バターなど落としていたら

 十一月八日(信じられない)、朝はもう冬のようだ。午前8時頃、カーテンから漏れ出る光で目が覚めたけれど、相変わらず何にもやることがない私は迷わず二度寝した。この頃の朝はいつもこんな風で、迫り来る一日のはじまりから逃げるように、何度も何度も眠りなおしてしまう。

 三度目の眠りで夢をみた。それは昨夜にもみた悪夢で、であるから私は、起きてからもしばらくその夢について考えなければならなかった。夢には父と母、それに母方の祖父母がでてきた。夢の中の私はティーンエイジャーで、安っぽいハート柄のパジャマを着ていた。浅く繰り返す眠りの中で見た夢ほど、余韻から抜け出すのには時間がかかる。

 

 夢について考えるのにも飽きた頃、せめて今からでも人間らしい生活をスタートさせなければと思い、なお憂鬱な気持ちを引きずりながら、今やほぼ食糧庫のようになっている玄関クローゼット(そこには元気な頃に買い置きしたさまざまな食材が置いてあって、行けば何かしらの食べ物を見つけ出すことができる。)を開けると、数ヶ月前にいくつか買っておいて一度も食べていない袋ラーメンと目が合った。それまで気分ではなくても、目が合うとなんとなく食べたくなってしまう食べ物がある。ラーメンは私にとってのそれだった。
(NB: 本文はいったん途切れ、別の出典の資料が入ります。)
//! Register Codec
//!
//! Box registers travel as base16 strings holding a serialized Ergo constant:
//! a one-byte type descriptor followed by the value. Integers are ZigZag
//! encoded and then written as VLQ varints (7 bits per byte, least
//! significant group first). This module is the only place that touches raw
//! register bytes; everything above it works with native integers.
//!
//! | Type           | Code   | Value                               |
//! |----------------|--------|-------------------------------------|
//! | `Int`          | `0x04` | ZigZag + VLQ                        |
//! | `Long`         | `0x05` | ZigZag + VLQ                        |
//! | `Coll[Byte]`   | `0x0e` | VLQ length, raw bytes               |
//! | `Coll[Long]`   | `0x11` | VLQ length, ZigZag + VLQ per item   |
//! | `(Long, Long)` | `0x59` | two ZigZag + VLQ longs              |

use core::fmt;
use core::str::FromStr;
use displaydoc::Display;
use serde::{Deserialize, Deserializer, Serialize, Serializer};

const TYPE_INT: u8 = 0x04;
const TYPE_LONG: u8 = 0x05;
const TYPE_COLL_BYTE: u8 = 0x0e;
const TYPE_COLL_LONG: u8 = 0x11;
const TYPE_PAIR_LONG: u8 = 0x59;

/// Collections carry their length as an unsigned short.
const MAX_COLL_LEN: usize = u16::MAX as usize;

/// Failure to decode a register value.
#[derive(Clone, Debug, Display, Eq, PartialEq)]
pub enum DecodeError {
    /// Register is not valid base16: {0}
    InvalidHex(String),
    /// Register value is empty
    Empty,
    /// Unsupported type code 0x{0:02x}
    UnsupportedType(u8),
    /// Register value ends unexpectedly
    UnexpectedEnd,
    /// {0} trailing bytes after register value
    TrailingBytes(usize),
    /// VLQ integer overflows 64 bits
    VlqOverflow,
    /// Int value out of 32-bit range
    IntOutOfRange,
    /// Expected {expected}, found {found}
    TypeMismatch {
        /// Type the caller asked for
        expected: &'static str,
        /// Type found on the wire
        found: &'static str,
    },
    /// Expected a pair, found a collection of {0} elements
    NotAPair(usize),
    /// Negative value {0} where an amount was expected
    NegativeAmount(i64),
    /// Register {0} is missing
    MissingRegister(RegisterId),
    /// Invalid register slot name: {0}
    InvalidRegisterId(String),
}

impl std::error::Error for DecodeError {}

/// Failure to encode a register value.
#[derive(Clone, Debug, Display, Eq, PartialEq)]
pub enum EncodeError {
    /// Value {0} exceeds the signed 64-bit register range
    OutOfRange(u64),
    /// Collection of {0} elements exceeds the maximum register collection length
    CollectionTooLong(usize),
}

impl std::error::Error for EncodeError {}

/// Non-mandatory register slots of a box.
#[derive(Clone, Copy, Debug, Eq, Hash, Ord, PartialEq, PartialOrd)]
pub enum RegisterId {
    R4,
    R5,
    R6,
    R7,
    R8,
    R9,
}

impl RegisterId {
    pub const ALL: [RegisterId; 6] = [
        RegisterId::R4,
        RegisterId::R5,
        RegisterId::R6,
        RegisterId::R7,
        RegisterId::R8,
        RegisterId::R9,
    ];

    pub fn as_str(&self) -> &'static str {
        match self {
            RegisterId::R4 => "R4",
            RegisterId::R5 => "R5",
            RegisterId::R6 => "R6",
            RegisterId::R7 => "R7",
            RegisterId::R8 => "R8",
            RegisterId::R9 => "R9",
        }
    }
}

impl fmt::Display for RegisterId {
    fn fmt(&self, f: &mut fmt::Formatter<'_>) -> fmt::Result {
        f.write_str(self.as_str())
    }
}

impl FromStr for RegisterId {
    type Err = DecodeError;

    fn from_str(s: &str) -> Result<Self, Self::Err> {
        RegisterId::ALL
            .into_iter()
            .find(|id| id.as_str() == s)
            .ok_or_else(|| DecodeError::InvalidRegisterId(s.to_string()))
    }
}

impl Serialize for RegisterId {
    fn serialize<S: Serializer>(&self, serializer: S) -> Result<S::Ok, S::Error> {
        serializer.serialize_str(self.as_str())
    }
}

impl<'de> Deserialize<'de> for RegisterId {
    fn deserialize<D: Deserializer<'de>>(deserializer: D) -> Result<Self, D::Error> {
        let s = String::deserialize(deserializer)?;
        s.parse().map_err(serde::de::Error::custom)
    }
}

/// Serialized script guarding a box.
///
/// The SDK never interprets the script; it only copies it between boxes and
/// renders it as an address.
#[derive(Clone, Debug, Default, Eq, Hash, PartialEq)]
pub struct ErgoTree(Vec<u8>);

impl ErgoTree {
    pub fn from_bytes(bytes: Vec<u8>) -> Self {
        Self(bytes)
    }

    pub fn from_hex(hex_str: &str) -> Result<Self, DecodeError> {
        hex::decode(hex_str)
            .map(Self)
            .map_err(|e| DecodeError::InvalidHex(e.to_string()))
    }

    pub fn as_bytes(&self) -> &[u8] {
        &self.0
    }

    pub fn to_hex(&self) -> String {
        hex::encode(&self.0)
    }

    pub fn is_empty(&self) -> bool {
        self.0.is_empty()
    }
}

impl fmt::Display for ErgoTree {
    fn fmt(&self, f: &mut fmt::Formatter<'_>) -> fmt::Result {
        f.write_str(&self.to_hex())
    }
}

impl Serialize for ErgoTree {
    fn serialize<S: Serializer>(&self, serializer: S) -> Result<S::Ok, S::Error> {
        serializer.serialize_str(&self.to_hex())
    }
}

impl<'de> Deserialize<'de> for ErgoTree {
    fn deserialize<D: Deserializer<'de>>(deserializer: D) -> Result<Self, D::Error> {
        let s = String::deserialize(deserializer)?;
        ErgoTree::from_hex(&s).map_err(serde::de::Error::custom)
    }
}

/// A decoded register constant.
#[derive(Clone, Debug, Eq, PartialEq)]
pub enum Constant {
    Int(i32),
    Long(i64),
    ByteColl(Vec<u8>),
    LongColl(Vec<i64>),
    LongPair(i64, i64),
}

impl Constant {
    /// Decode a base16 register value.
    pub fn decode(wire: &str) -> Result<Self, DecodeError> {
        let bytes = hex::decode(wire.trim()).map_err(|e| DecodeError::InvalidHex(e.to_string()))?;
        let mut reader = Reader::new(&bytes);
        let type_code = reader.read_u8().map_err(|_| DecodeError::Empty)?;
        let constant = match type_code {
            TYPE_INT => Constant::Int(reader.read_int()?),
            TYPE_LONG => Constant::Long(reader.read_long()?),
            TYPE_COLL_BYTE => {
                let len = reader.read_len()?;
                Constant::ByteColl(reader.read_bytes(len)?.to_vec())
            }
            TYPE_COLL_LONG => {
                let len = reader.read_len()?;
                let items = (0..len)
                    .map(|_| reader.read_long())
                    .collect::<Result<Vec<_>, _>>()?;
                Constant::LongColl(items)
            }
            TYPE_PAIR_LONG => {
                let a = reader.read_long()?;
                let b = reader.read_long()?;
                Constant::LongPair(a, b)
            }
            other => return Err(DecodeError::UnsupportedType(other)),
        };
        reader.finish()?;
        Ok(constant)
    }

    /// Encode as a base16 register value.
    pub fn encode(&self) -> Result<String, EncodeError> {
        let mut out = Vec::new();
        match self {
            Constant::Int(v) => {
                out.push(TYPE_INT);
                write_vlq(&mut out, zigzag_i32(*v));
            }
            Constant::Long(v) => {
                out.push(TYPE_LONG);
                write_vlq(&mut out, zigzag_i64(*v));
            }
            Constant::ByteColl(bytes) => {
                out.push(TYPE_COLL_BYTE);
                write_len(&mut out, bytes.len())?;
                out.extend_from_slice(bytes);
            }
            Constant::LongColl(items) => {
                out.push(TYPE_COLL_LONG);
                write_len(&mut out, items.len())?;
                for v in items {
                    write_vlq(&mut out, zigzag_i64(*v));
                }
            }
            Constant::LongPair(a, b) => {
                out.push(TYPE_PAIR_LONG);
                write_vlq(&mut out, zigzag_i64(*a));
                write_vlq(&mut out, zigzag_i64(*b));
            }
        }
        Ok(hex::encode(out))
    }

    pub fn type_name(&self) -> &'static str {
        match self {
            Constant::Int(_) => "Int",
            Constant::Long(_) => "Long",
            Constant::ByteColl(_) => "Coll[Byte]",
            Constant::LongColl(_) => "Coll[Long]",
            Constant::LongPair(..) => "(Long, Long)",
        }
    }
}

/// Decode a `Coll[Long]` register into amounts.
pub fn decode_long_array(wire: &str) -> Result<Vec<u64>, DecodeError> {
    match Constant::decode(wire)? {
        Constant::LongColl(items) => items.into_iter().map(to_amount).collect(),
        other => Err(mismatch("Coll[Long]", &other)),
    }
}

/// Encode amounts as a `Coll[Long]` register.
pub fn encode_long_array(values: &[u64]) -> Result<String, EncodeError> {
    let items = values
        .iter()
        .map(|v| to_long(*v))
        .collect::<Result<Vec<_>, _>>()?;
    Constant::LongColl(items).encode()
}

/// Decode a pair of amounts.
///
/// Both the tuple encoding and a two-element `Coll[Long]` are accepted, since
/// deployed boxes carry either shape.
pub fn decode_long_pair(wire: &str) -> Result<(u64, u64), DecodeError> {
    match Constant::decode(wire)? {
        Constant::LongPair(a, b) => Ok((to_amount(a)?, to_amount(b)?)),
        Constant::LongColl(items) if items.len() == 2 => {
            Ok((to_amount(items[0])?, to_amount(items[1])?))
        }
        Constant::LongColl(items) => Err(DecodeError::NotAPair(items.len())),
        other => Err(mismatch("(Long, Long)", &other)),
    }
}

/// Encode a pair of amounts as an `(Long, Long)` register.
pub fn encode_long_pair(a: u64, b: u64) -> Result<String, EncodeError> {
    Constant::LongPair(to_long(a)?, to_long(b)?).encode()
}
 片手鍋に水を張りながら思った。そういえば、実家を出てから袋ラーメンを食べるのは、はじめてなんじゃないかしら。少し胸が躍った。一人暮らしも5年目を迎えようとしている今、家の中で起きるお楽しみやトラブルは一通り経験してしまっているので、はじめてのことに出会うとちょっとうれしいのだ。お楽しみでもトラブルでも。それが、袋ラーメンをはじめて作った、くらいの小さなことでも。(退屈は人生の敵だから。)

 茹で上がるのを待つ三分の間に、好きな作家の新刊を調べた。新刊は見つからなかったけれど、数ヶ月前にラジオに出演(!)していたことがわかった。私は歓喜して、やや急いでアーカイブを探した。私の好きな作家はSNSをやらないし、メディアへの露出も極端に少ない(というか、作品の外であまり多くを語らない)ので、こういうことは貴重なのだ。久しぶりに彼女の真あたらしい言葉が聴けるのだと思うと、気が急いた。

 アーカイブは無事見つかった。(ありがたいことに無料で公開されていた。)ラジオを聴きながら、茹で上がったばかりの塩ラーメンにバターなど落としていたら、いつの間にか夢での憂鬱などすっかりどうでもよくなっていた。

 窓の外は薄寒げに曇り、部屋にはラーメンの白い湯気がほわほわと広がった。私は湯気の中に顔をつっこみ、すん、と一息吸ってみた。塩気のあるスープにバターが溶けた、コクのある匂いがした。幸福だ、と思った。なんにも解決していないけれど、とっても幸福だ。単純にそう思った。